■ Work instructions ■
Pick out each line of the records that includes the string "boom", and copy it.

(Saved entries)
□ □ □ □ □ □ □

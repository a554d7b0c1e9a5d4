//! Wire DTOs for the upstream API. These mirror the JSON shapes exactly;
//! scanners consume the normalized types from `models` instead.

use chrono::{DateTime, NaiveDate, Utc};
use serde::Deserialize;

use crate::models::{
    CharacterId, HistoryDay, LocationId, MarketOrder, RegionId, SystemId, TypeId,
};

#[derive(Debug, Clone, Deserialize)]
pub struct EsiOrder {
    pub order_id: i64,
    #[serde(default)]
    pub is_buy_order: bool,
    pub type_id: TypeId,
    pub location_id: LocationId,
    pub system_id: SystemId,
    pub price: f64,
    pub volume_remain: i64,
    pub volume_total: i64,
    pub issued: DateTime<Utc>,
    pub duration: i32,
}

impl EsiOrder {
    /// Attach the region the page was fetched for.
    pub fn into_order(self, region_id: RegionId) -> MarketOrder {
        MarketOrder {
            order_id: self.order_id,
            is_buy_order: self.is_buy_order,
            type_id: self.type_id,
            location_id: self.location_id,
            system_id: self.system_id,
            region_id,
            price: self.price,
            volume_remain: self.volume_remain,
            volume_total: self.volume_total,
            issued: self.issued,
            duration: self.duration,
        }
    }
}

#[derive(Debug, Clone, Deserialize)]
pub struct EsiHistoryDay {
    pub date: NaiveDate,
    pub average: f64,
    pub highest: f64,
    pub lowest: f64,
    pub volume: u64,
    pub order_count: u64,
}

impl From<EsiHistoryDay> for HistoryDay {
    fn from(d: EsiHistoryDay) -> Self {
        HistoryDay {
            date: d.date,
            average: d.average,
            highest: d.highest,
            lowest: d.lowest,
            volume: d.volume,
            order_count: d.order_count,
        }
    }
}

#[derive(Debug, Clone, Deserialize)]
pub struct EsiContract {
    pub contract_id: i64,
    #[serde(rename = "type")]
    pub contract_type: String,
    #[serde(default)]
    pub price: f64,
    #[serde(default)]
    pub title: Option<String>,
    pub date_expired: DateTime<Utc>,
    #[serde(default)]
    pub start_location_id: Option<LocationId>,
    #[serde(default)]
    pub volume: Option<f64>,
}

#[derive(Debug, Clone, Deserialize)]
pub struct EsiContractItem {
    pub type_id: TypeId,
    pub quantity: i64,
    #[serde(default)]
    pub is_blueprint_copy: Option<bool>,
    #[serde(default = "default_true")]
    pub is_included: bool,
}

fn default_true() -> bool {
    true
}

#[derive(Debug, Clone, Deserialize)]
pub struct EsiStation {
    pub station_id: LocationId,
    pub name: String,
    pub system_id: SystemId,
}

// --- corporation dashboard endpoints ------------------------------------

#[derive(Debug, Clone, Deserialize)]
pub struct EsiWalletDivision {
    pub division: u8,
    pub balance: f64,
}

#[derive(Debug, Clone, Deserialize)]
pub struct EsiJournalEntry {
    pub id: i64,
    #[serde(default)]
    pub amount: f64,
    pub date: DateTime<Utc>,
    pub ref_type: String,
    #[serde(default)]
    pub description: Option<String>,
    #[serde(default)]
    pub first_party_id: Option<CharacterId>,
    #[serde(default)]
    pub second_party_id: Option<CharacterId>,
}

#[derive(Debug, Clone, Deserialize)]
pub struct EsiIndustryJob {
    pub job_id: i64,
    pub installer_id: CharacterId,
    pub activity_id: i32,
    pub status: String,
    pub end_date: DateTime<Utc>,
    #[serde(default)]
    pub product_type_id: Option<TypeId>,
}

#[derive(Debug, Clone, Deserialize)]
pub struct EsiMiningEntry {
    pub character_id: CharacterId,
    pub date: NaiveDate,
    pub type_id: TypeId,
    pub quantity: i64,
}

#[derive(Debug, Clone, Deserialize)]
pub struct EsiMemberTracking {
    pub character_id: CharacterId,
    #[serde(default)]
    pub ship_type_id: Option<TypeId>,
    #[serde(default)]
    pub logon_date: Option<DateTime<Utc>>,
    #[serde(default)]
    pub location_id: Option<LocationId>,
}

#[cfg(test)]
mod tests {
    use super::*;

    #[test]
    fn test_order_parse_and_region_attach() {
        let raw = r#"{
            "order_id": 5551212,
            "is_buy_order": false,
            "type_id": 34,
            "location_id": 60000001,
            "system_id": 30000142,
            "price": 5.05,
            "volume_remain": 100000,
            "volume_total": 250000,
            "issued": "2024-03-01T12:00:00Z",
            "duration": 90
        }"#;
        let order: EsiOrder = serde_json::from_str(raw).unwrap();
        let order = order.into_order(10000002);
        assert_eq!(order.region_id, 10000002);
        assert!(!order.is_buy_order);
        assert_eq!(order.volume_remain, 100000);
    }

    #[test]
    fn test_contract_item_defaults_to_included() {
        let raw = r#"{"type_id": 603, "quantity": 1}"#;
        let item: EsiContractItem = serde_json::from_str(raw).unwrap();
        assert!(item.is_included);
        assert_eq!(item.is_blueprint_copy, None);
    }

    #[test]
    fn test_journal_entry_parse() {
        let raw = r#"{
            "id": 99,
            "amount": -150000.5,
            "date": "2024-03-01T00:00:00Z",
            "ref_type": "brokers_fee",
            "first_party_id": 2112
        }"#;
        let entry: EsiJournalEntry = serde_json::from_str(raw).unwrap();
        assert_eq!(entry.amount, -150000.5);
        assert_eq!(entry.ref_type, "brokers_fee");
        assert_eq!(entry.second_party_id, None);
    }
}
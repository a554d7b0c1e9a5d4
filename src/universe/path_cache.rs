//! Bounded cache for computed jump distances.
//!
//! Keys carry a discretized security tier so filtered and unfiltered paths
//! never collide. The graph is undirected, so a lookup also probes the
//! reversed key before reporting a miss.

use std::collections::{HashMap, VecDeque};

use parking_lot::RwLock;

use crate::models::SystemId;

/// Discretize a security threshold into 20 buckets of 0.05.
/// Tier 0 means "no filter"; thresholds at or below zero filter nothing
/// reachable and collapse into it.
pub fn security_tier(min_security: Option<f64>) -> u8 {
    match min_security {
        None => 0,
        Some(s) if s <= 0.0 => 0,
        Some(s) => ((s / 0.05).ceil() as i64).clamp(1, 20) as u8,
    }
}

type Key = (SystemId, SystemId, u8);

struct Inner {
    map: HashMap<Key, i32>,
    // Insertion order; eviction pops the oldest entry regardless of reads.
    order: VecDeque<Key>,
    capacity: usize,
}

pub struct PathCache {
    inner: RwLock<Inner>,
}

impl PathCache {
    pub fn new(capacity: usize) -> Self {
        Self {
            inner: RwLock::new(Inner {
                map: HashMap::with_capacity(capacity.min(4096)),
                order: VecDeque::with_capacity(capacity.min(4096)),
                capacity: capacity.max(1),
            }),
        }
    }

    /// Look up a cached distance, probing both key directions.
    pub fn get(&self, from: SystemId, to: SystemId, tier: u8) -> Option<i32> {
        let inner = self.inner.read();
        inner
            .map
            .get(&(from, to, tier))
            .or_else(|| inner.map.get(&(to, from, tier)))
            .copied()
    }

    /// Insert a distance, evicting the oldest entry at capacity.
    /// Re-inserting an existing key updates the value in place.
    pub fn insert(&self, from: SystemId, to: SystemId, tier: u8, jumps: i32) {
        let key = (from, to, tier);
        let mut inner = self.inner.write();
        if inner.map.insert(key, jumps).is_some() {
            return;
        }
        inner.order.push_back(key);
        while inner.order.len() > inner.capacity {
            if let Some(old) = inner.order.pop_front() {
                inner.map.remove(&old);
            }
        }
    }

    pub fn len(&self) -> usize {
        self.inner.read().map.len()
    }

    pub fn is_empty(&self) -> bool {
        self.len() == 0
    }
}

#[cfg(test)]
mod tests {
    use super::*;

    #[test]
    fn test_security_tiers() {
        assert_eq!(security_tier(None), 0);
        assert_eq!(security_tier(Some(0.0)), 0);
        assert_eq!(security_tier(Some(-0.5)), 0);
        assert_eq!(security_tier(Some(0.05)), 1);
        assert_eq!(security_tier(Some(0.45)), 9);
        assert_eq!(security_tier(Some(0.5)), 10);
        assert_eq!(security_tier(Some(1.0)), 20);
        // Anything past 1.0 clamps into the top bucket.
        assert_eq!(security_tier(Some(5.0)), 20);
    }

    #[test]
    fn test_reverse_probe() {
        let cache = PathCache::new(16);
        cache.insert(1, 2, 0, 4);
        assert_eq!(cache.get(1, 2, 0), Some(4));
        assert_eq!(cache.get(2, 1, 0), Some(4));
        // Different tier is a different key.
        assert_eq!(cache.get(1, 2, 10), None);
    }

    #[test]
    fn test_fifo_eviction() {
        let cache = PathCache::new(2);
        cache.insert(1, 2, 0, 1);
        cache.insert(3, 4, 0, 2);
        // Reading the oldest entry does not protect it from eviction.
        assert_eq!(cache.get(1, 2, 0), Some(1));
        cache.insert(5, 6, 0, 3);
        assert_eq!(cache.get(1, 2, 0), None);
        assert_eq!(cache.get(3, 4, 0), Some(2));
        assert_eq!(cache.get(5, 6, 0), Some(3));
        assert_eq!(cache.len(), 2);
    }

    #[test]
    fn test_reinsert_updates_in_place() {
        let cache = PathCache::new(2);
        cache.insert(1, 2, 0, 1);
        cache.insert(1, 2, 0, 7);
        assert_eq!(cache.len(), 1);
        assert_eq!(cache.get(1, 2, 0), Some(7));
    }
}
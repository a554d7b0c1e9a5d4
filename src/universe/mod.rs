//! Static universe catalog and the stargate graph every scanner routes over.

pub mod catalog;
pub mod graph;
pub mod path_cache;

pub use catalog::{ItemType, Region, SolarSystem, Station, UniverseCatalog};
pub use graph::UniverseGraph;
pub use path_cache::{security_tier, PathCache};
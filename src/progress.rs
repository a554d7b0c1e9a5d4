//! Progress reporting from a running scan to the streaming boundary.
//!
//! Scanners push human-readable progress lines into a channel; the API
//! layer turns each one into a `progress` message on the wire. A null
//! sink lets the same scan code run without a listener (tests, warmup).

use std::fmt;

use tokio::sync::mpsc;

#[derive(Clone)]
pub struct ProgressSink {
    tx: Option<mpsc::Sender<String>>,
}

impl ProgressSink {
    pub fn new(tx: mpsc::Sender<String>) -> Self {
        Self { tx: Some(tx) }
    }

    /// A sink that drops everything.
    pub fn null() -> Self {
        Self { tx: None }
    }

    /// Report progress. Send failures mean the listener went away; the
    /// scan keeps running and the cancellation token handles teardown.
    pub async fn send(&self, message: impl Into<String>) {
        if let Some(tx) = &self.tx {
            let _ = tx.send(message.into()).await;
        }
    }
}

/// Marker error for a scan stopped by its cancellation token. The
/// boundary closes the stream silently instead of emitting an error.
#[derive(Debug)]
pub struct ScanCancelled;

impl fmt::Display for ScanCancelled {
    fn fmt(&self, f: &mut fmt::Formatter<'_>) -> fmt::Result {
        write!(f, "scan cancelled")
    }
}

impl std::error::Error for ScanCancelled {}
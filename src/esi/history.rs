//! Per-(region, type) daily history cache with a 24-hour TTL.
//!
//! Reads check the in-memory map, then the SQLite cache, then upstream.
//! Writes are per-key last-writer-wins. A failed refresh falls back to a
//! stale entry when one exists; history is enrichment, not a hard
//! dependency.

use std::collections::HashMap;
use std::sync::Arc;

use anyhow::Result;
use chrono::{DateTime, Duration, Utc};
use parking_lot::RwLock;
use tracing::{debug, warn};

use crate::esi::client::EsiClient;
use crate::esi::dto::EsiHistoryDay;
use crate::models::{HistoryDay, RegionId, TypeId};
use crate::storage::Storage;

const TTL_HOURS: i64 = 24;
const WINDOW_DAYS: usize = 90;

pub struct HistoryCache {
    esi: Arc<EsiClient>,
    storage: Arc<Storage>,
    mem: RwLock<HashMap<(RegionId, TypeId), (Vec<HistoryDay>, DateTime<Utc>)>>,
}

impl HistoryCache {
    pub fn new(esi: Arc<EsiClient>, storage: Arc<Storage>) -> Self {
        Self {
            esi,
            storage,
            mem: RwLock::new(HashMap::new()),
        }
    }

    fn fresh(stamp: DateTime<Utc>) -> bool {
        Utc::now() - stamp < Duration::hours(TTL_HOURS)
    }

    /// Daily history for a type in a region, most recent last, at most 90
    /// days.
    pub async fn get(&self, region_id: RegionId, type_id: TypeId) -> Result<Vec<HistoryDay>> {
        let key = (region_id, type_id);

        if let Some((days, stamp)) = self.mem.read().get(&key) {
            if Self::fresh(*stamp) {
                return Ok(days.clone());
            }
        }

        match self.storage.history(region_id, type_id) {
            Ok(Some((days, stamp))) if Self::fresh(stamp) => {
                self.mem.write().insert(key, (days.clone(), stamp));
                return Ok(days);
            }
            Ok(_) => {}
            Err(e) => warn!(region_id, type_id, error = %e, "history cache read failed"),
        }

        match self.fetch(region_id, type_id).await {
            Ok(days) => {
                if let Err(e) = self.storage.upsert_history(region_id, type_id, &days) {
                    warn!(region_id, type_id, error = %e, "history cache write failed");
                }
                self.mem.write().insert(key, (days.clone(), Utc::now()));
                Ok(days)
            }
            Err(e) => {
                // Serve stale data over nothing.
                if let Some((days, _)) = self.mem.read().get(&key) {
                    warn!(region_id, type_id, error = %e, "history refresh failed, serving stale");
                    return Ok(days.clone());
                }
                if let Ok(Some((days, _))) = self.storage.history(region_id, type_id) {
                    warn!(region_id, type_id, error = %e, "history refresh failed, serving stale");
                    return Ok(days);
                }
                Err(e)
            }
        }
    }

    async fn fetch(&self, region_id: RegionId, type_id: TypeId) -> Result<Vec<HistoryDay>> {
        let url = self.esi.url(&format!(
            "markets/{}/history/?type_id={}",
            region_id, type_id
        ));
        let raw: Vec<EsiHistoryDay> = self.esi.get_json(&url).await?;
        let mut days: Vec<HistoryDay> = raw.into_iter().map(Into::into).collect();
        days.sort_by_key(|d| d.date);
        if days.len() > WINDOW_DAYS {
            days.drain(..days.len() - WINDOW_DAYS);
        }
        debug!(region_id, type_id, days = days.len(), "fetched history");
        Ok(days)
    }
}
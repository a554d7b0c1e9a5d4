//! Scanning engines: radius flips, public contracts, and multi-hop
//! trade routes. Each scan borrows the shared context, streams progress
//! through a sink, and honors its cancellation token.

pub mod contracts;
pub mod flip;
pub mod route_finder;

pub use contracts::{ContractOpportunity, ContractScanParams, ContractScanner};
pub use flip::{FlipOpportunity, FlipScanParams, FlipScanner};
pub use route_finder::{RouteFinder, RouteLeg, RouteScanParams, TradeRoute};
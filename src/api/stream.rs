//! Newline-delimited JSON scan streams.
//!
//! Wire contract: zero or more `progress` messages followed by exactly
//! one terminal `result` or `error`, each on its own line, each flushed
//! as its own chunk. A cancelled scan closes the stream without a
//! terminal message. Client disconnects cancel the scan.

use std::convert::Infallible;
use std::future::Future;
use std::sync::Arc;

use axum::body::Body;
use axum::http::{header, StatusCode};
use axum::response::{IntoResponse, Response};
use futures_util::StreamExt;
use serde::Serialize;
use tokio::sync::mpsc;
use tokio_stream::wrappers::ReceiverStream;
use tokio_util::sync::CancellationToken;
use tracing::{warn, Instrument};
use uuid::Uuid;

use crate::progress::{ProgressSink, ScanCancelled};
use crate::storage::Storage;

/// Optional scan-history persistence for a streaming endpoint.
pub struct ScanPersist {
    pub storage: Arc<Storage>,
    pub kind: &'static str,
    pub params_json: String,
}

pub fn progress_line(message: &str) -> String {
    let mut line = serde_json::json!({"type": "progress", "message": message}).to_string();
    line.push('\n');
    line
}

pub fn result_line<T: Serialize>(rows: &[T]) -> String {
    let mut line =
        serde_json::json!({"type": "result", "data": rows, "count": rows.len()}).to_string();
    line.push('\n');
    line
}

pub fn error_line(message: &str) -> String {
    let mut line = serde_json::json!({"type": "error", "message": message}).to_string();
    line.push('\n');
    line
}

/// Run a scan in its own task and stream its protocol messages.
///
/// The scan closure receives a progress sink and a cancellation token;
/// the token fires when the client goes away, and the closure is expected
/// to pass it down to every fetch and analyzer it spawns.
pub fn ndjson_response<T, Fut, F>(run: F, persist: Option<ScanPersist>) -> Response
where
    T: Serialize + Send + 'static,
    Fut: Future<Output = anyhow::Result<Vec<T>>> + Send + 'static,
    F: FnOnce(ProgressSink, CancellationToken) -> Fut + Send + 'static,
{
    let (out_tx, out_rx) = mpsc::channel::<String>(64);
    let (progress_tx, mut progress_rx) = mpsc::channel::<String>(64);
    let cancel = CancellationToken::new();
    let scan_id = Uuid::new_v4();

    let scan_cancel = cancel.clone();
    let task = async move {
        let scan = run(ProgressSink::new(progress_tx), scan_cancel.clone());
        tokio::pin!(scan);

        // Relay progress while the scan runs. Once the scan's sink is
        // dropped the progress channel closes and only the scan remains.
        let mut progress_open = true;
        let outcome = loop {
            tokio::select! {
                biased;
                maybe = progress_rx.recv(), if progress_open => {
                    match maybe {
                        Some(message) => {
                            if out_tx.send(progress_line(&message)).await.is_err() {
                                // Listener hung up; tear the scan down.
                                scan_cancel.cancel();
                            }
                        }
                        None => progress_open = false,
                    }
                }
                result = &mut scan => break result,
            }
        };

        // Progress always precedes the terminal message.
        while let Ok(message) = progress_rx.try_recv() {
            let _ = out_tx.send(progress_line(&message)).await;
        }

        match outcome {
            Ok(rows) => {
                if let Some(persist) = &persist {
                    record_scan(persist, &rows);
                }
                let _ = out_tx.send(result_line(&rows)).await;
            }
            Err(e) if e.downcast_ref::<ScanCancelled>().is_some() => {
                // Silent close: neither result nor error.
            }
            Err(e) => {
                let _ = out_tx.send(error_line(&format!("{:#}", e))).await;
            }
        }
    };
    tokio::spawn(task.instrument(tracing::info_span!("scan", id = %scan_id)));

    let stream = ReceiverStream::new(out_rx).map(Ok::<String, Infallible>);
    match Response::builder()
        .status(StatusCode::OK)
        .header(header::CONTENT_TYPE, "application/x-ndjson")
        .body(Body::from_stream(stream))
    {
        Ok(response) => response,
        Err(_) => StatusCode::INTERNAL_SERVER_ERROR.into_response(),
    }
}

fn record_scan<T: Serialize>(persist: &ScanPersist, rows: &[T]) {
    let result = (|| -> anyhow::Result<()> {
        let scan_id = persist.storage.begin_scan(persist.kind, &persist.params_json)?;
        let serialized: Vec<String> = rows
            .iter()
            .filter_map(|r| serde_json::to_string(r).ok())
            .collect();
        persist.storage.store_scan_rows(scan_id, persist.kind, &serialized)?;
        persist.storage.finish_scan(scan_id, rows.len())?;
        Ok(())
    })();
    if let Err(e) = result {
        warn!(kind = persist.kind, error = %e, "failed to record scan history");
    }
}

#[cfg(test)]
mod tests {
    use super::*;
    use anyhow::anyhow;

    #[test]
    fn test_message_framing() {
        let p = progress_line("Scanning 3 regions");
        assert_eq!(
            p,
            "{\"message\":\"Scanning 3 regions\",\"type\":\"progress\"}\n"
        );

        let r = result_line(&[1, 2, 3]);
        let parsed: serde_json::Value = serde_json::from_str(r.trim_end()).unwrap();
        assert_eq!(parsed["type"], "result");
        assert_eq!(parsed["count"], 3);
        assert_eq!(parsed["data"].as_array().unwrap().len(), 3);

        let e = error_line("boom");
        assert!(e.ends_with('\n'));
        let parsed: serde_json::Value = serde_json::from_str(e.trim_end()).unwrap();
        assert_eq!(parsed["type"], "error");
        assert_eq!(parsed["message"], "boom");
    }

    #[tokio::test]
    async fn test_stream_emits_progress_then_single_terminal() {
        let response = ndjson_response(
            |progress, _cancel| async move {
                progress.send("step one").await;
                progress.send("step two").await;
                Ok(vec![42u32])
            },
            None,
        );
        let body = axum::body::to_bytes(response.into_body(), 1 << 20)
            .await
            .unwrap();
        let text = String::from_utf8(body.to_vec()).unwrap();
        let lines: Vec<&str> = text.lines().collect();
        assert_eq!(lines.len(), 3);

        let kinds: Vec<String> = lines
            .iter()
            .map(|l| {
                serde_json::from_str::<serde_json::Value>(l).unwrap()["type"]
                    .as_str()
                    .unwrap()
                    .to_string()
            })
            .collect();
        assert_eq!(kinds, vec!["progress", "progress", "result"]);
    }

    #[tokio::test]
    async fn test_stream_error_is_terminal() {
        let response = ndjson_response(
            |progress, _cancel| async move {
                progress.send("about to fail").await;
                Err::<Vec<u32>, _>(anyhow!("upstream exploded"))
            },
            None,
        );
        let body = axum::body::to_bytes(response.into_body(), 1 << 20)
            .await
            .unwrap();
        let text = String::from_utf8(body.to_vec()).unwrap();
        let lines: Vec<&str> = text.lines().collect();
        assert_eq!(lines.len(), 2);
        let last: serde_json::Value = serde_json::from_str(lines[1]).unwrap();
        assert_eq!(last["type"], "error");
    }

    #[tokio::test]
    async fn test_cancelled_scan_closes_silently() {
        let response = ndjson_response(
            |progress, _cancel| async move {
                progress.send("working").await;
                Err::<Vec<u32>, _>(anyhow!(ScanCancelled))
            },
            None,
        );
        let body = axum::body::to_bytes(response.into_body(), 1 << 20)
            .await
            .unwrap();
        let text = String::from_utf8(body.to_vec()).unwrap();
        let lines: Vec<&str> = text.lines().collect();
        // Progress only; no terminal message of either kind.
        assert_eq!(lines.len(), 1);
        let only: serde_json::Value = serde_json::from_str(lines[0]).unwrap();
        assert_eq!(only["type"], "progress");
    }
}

□ □ □ □ □ □ □

■ Solution to the problem ■
        let e = error_line("boom");
        assert_eq!(parsed["message"], "boom");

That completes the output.